━━━━━ MATERIALS PROVIDED ━━━━━

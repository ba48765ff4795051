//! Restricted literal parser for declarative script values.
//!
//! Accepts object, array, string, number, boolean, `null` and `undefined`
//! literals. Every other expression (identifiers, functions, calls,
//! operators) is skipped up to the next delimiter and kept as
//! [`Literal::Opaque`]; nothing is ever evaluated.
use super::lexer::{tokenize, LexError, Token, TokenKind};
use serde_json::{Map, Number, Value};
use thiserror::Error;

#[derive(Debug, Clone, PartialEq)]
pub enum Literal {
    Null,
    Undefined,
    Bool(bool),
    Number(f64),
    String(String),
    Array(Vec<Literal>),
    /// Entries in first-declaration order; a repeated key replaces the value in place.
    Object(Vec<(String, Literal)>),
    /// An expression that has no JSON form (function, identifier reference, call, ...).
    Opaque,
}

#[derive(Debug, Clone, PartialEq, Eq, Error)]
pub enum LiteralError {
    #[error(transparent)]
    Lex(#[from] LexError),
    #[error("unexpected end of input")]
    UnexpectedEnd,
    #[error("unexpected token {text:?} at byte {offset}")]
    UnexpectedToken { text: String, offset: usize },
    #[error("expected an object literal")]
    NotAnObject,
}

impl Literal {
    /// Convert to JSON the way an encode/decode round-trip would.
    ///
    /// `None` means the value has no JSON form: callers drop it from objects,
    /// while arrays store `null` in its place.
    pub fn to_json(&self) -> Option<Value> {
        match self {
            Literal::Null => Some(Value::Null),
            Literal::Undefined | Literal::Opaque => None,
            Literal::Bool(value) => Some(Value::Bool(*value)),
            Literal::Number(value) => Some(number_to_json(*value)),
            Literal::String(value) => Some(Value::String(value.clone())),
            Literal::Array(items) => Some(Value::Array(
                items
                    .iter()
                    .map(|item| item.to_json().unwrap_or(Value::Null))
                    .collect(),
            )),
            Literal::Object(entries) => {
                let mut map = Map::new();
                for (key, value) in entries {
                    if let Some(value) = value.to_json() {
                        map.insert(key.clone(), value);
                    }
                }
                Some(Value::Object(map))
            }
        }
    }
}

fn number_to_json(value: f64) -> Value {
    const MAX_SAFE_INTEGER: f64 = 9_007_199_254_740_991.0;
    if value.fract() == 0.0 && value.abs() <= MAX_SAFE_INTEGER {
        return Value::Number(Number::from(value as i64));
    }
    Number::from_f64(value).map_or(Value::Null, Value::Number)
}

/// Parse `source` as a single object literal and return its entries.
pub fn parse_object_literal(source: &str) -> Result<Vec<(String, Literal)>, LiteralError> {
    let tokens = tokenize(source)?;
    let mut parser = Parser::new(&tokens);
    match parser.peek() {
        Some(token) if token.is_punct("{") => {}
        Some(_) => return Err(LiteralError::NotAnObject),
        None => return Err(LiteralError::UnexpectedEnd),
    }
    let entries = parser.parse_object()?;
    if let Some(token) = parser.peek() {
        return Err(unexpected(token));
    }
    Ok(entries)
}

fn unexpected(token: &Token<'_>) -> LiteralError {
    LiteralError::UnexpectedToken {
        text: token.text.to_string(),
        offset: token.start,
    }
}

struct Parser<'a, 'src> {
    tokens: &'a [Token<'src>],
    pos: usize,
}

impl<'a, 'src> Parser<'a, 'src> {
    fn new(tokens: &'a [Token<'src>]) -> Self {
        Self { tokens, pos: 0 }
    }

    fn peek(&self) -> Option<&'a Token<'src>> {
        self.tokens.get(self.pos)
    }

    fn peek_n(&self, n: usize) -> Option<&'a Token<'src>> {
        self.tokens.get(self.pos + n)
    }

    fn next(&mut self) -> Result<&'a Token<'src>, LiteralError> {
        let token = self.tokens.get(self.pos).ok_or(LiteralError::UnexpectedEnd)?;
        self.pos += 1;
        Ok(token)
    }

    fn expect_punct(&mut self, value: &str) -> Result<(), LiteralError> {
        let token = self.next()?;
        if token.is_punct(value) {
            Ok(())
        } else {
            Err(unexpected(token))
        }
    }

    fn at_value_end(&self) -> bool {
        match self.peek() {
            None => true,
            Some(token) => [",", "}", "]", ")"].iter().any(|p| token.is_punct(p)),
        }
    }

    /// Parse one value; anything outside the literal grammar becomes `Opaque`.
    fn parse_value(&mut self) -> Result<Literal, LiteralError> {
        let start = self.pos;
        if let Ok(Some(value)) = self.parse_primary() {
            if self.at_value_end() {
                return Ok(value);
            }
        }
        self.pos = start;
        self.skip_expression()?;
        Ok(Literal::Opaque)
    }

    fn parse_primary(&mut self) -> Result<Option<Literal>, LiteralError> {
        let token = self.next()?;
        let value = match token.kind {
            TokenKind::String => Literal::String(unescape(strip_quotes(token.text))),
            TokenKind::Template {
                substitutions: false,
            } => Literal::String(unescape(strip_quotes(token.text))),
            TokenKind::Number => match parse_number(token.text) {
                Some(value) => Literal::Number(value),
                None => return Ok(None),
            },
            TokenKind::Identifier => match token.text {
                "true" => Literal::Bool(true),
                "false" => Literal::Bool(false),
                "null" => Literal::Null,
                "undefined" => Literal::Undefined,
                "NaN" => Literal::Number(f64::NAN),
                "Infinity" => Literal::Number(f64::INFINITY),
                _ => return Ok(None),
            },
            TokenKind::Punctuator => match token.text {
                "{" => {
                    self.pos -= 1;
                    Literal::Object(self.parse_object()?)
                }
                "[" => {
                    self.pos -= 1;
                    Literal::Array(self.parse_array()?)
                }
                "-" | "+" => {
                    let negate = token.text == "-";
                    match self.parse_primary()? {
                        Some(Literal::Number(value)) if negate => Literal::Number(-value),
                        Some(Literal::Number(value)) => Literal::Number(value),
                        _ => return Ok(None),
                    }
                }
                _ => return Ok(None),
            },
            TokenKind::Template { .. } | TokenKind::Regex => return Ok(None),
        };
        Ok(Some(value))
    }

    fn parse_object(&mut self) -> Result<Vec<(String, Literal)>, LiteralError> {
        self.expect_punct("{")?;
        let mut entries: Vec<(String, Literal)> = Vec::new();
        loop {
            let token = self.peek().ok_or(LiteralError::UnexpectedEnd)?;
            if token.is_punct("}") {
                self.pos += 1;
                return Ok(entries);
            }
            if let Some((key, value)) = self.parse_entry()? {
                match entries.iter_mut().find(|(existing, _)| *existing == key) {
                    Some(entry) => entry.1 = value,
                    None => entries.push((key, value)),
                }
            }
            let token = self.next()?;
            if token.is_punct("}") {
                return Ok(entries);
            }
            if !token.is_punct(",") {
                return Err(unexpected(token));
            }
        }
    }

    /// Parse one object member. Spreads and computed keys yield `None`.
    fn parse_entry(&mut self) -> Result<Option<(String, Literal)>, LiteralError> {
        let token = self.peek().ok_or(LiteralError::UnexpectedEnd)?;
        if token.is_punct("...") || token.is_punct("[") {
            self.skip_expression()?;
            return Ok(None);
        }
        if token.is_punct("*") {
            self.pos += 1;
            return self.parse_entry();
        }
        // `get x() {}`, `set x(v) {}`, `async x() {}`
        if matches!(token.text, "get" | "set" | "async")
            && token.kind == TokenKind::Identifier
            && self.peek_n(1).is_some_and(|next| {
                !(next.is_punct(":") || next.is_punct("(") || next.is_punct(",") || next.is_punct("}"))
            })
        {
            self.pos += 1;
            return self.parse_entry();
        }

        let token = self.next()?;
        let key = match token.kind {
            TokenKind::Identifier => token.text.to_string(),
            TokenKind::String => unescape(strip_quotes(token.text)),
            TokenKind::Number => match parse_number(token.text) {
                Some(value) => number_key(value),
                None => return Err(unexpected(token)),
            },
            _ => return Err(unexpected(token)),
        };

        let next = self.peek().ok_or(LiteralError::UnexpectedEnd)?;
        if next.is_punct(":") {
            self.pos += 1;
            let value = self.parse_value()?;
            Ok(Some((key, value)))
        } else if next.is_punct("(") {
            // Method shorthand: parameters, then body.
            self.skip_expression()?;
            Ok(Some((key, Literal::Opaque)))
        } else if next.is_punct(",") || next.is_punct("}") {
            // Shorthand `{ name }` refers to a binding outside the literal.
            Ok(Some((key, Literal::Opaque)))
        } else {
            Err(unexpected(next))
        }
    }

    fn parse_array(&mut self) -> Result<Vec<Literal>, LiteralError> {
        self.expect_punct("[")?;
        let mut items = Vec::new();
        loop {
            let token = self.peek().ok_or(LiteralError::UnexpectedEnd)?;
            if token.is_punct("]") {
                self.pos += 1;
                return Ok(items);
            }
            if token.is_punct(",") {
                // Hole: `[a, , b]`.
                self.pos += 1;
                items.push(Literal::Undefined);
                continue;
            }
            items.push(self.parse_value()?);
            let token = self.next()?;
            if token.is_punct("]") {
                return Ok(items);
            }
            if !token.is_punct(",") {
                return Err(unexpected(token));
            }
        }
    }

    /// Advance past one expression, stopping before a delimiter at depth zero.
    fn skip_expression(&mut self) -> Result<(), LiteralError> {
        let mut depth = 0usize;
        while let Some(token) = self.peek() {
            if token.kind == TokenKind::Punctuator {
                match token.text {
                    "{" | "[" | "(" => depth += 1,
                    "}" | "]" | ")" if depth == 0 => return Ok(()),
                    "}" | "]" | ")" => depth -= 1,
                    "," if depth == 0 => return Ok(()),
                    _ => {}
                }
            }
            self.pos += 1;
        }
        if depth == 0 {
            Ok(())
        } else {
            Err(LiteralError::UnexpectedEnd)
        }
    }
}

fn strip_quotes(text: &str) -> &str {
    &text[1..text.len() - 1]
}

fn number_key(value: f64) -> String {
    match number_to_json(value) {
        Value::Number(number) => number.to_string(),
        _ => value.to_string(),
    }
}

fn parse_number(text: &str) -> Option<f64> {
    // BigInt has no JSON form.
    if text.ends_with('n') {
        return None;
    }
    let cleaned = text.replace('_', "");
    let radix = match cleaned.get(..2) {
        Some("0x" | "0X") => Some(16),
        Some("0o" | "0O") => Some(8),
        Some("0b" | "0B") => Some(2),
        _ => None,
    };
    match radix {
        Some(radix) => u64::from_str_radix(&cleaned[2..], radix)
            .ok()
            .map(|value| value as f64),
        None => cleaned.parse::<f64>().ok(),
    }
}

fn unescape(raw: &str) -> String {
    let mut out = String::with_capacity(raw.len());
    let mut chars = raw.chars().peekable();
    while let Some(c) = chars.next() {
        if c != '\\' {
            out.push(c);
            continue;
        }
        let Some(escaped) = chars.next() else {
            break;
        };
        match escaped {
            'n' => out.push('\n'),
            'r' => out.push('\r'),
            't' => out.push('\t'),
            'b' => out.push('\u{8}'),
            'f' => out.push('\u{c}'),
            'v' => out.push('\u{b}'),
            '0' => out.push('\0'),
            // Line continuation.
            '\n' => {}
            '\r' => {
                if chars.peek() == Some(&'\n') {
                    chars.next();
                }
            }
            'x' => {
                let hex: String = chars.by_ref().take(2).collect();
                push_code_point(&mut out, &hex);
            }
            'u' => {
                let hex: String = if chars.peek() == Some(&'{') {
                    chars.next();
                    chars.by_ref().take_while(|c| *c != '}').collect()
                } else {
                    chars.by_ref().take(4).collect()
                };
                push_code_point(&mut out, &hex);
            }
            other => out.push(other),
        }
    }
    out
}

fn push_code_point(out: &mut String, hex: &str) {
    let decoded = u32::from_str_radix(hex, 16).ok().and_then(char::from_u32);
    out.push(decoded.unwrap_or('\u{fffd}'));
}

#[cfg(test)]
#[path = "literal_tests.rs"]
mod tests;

━━━━━
━━━━━ MATERIALS PROVIDED ━━━━━

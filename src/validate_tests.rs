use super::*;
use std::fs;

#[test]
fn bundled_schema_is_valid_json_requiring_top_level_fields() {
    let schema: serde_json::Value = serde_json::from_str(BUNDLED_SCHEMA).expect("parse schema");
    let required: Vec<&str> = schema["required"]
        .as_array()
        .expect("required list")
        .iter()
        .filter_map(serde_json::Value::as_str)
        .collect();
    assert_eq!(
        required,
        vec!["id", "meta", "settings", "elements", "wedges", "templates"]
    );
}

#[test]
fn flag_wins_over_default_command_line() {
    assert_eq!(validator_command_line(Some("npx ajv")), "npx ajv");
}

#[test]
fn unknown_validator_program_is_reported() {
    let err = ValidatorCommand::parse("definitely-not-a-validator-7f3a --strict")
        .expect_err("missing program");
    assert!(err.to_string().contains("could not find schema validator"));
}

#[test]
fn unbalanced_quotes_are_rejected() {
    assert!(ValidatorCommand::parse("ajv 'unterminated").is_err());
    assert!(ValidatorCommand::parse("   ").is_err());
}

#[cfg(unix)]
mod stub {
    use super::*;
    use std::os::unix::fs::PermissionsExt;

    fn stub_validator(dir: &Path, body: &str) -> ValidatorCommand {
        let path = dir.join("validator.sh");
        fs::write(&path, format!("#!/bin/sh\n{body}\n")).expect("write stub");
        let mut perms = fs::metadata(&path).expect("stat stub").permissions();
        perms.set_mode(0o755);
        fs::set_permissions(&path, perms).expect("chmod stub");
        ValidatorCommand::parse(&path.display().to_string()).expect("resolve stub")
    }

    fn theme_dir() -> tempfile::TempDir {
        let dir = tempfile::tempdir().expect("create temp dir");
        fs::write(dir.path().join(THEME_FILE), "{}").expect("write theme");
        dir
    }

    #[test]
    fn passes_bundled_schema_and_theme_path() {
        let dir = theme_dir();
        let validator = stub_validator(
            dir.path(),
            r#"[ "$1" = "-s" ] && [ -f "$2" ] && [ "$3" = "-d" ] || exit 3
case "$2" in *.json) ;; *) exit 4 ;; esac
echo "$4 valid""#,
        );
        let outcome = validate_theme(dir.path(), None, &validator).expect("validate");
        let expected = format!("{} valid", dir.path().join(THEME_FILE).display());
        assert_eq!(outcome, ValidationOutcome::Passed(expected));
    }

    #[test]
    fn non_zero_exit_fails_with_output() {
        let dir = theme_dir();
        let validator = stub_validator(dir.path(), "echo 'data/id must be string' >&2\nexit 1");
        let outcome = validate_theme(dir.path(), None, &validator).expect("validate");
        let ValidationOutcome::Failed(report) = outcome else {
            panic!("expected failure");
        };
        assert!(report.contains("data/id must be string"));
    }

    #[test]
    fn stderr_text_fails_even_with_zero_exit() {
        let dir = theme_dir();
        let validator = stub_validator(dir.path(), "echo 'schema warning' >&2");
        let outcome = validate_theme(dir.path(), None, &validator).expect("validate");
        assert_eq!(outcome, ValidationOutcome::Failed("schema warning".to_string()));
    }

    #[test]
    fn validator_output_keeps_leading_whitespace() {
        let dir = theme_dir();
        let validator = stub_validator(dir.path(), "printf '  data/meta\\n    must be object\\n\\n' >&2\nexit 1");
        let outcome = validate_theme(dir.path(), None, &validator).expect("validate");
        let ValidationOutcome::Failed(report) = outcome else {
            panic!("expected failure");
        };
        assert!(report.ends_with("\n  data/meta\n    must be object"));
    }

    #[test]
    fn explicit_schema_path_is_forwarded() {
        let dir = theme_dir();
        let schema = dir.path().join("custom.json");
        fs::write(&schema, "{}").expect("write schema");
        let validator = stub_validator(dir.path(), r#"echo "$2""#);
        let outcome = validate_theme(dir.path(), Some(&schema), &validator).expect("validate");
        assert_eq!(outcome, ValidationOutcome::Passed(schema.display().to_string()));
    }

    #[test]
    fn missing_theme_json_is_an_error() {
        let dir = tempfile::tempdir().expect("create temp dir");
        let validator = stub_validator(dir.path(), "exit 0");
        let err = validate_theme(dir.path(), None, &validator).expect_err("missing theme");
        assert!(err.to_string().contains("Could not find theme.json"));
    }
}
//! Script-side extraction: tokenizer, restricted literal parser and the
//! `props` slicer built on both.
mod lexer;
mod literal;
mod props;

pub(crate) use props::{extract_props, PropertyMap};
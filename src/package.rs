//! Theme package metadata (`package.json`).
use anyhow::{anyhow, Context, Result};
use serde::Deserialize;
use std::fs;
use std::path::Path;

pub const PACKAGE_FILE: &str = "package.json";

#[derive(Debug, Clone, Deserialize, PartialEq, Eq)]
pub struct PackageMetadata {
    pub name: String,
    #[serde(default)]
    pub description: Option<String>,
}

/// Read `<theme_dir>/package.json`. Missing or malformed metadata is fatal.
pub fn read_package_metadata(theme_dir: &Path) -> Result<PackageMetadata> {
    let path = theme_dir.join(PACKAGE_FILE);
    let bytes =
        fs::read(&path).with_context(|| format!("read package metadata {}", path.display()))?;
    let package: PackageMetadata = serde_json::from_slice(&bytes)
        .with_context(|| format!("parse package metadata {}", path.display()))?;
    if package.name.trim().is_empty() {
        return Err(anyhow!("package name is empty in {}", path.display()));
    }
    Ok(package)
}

━━━━━

_WHAT YOU SHOULD DO_. Your answer should be the lines above from the one containing "repository ba48765ff4795051" through the one containing "and kept as", copied exactly and with both ends kept.

_SOLUTION TO THIS PROBLEM_.
repository ba48765ff4795051
//! Restricted literal parser for declarative script values.
//!
//! Accepts object, array, string, number, boolean, `null` and `undefined`
//! literals. Every other expression (identifiers, functions, calls,
//! operators) is skipped up to the next delimiter and kept as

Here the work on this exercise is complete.